_What the exercise asks:_ Go from the first line below to the one with "impl std::error::Error for" and print each line exactly.

_Source records:_
------------

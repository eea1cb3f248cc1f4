//! Pipeline glue (`spec.md §6`): wires typeck → lower → optimize → backend
//! into one call. Not a CLI — front-end (lexer/parser) stays out of scope,
//! so the entry point here takes an already-built [`crate::ast::Program`].

use crate::ast::Program;
use crate::backend::{asm, eo, vm};
use crate::config::{CompileConfig, OutputBackend};
use crate::diagnostics::Diagnostics;
use crate::ir::{self, Module};
use crate::lower;
use crate::optimize::{self, OptimizerStats};
use crate::typeck::TypeChecker;

/// What a successful compile produced, beyond the bytes/text written to
/// `config.resolved_output_path()`.
pub struct CompileOutput {
    pub module: Module,
    pub optimizer_stats: Option<OptimizerStats>,
    pub rendered: RenderedOutput,
}

/// The backend-specific artifact. Callers that only want the IR (e.g. to
/// run it through [`crate::backend::vm::interpret`] directly) can match on
/// this instead of re-deriving the backend from `config`.
pub enum RenderedOutput {
    Text(String),
    VmChunk(vm::EsChunk),
    EoObject(eo::EOWriter),
}

#[derive(Debug)]
pub enum CompileError {
    /// Type checking failed; the collected diagnostics explain why.
    TypeCheck(Diagnostics),
    /// `config.backend` named a backend with no implementation (`Wasm`).
    UnimplementedBackend(OutputBackend),
}

impl std::fmt::Display for CompileError {
    fn fmt(&self, f: &mut std::fmt::Formatter<'_>) -> std::fmt::Result {
        match self {
            CompileError::TypeCheck(diags) => {
                write!(f, "type checking failed with {} error(s)", diags.error_count())
            }
            CompileError::UnimplementedBackend(b) => write!(f, "backend {b:?} is not implemented"),
        }
    }
}

impl std::error::Error for CompileError {}

/// Run the full pipeline over an already-parsed program: type check, lower
/// to IR, optionally optimize, then emit with the configured backend.
pub fn compile_module(program: &Program, config: &CompileConfig) -> Result<CompileOutput, CompileError> {
    let checked = TypeChecker::new().check_program(program);
    if !checked.success() {
        return Err(CompileError::TypeCheck(checked.diagnostics));
    }

    let mut module = lower::lower_program(&checked);

    let optimizer_stats = if config.optimize {
        Some(optimize::run_fixed_point(&mut module))
    } else {
        None
    };

    let rendered = render(&module, config)?;

    Ok(CompileOutput { module, optimizer_stats, rendered })
}

fn render(module: &Module, config: &CompileConfig) -> Result<RenderedOutput, CompileError> {
    match config.backend {
        OutputBackend::IrText => Ok(RenderedOutput::Text(ir::text::print_module(module))),
        OutputBackend::X86Asm => Ok(RenderedOutput::Text(asm::emit_module(module))),
        OutputBackend::VmBytecode => {
            let (chunk, _link_table) = vm::emit_module(module);
            Ok(RenderedOutput::VmChunk(chunk))
        }
        OutputBackend::EoObj => {
            let (writer, _entry) = eo::emit_module(module);
            Ok(RenderedOutput::EoObject(writer))
        }
        OutputBackend::Wasm => Err(CompileError::UnimplementedBackend(OutputBackend::Wasm)),
    }
}

#[cfg(test)]
mod tests {
    use super::*;
    use crate::ast::Program;

    #[test]
    fn ir_text_backend_renders_empty_program() {
        let program = Program::default();
        let config = CompileConfig::new(OutputBackend::IrText, "out.txt");
        let result = compile_module(&program, &config).expect("compile should succeed");
        match result.rendered {
            RenderedOutput::Text(text) => assert!(text.contains("main")),
            _ => panic!("expected text output"),
        }
    }

    #[test]
    fn wasm_backend_is_rejected() {
        let program = Program::default();
        let config = CompileConfig::new(OutputBackend::Wasm, "out.wasm");
        let err = compile_module(&program, &config).unwrap_err();
        assert!(matches!(err, CompileError::UnimplementedBackend(OutputBackend::Wasm)));
    }
}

------------

_Problem solution:_
repository eea1cb3f248cc1f4
//! Pipeline glue (`spec.md §6`): wires typeck → lower → optimize → backend
//! into one call. Not a CLI — front-end (lexer/parser) stays out of scope,
//! so the entry point here takes an already-built [`crate::ast::Program`].

use crate::ast::Program;
use crate::backend::{asm, eo, vm};
use crate::config::{CompileConfig, OutputBackend};
use crate::diagnostics::Diagnostics;
use crate::ir::{self, Module};
use crate::lower;
use crate::optimize::{self, OptimizerStats};
use crate::typeck::TypeChecker;

/// What a successful compile produced, beyond the bytes/text written to
/// `config.resolved_output_path()`.
pub struct CompileOutput {
    pub module: Module,
    pub optimizer_stats: Option<OptimizerStats>,
    pub rendered: RenderedOutput,
}

/// The backend-specific artifact. Callers that only want the IR (e.g. to
/// run it through [`crate::backend::vm::interpret`] directly) can match on
/// this instead of re-deriving the backend from `config`.
pub enum RenderedOutput {
    Text(String),
    VmChunk(vm::EsChunk),
    EoObject(eo::EOWriter),
}

#[derive(Debug)]
pub enum CompileError {
    /// Type checking failed; the collected diagnostics explain why.
    TypeCheck(Diagnostics),
    /// `config.backend` named a backend with no implementation (`Wasm`).
    UnimplementedBackend(OutputBackend),
}

impl std::fmt::Display for CompileError {
    fn fmt(&self, f: &mut std::fmt::Formatter<'_>) -> std::fmt::Result {
        match self {
            CompileError::TypeCheck(diags) => {
                write!(f, "type checking failed with {} error(s)", diags.error_count())
            }
            CompileError::UnimplementedBackend(b) => write!(f, "backend {b:?} is not implemented"),
        }
    }
}

impl std::error::Error for CompileError {}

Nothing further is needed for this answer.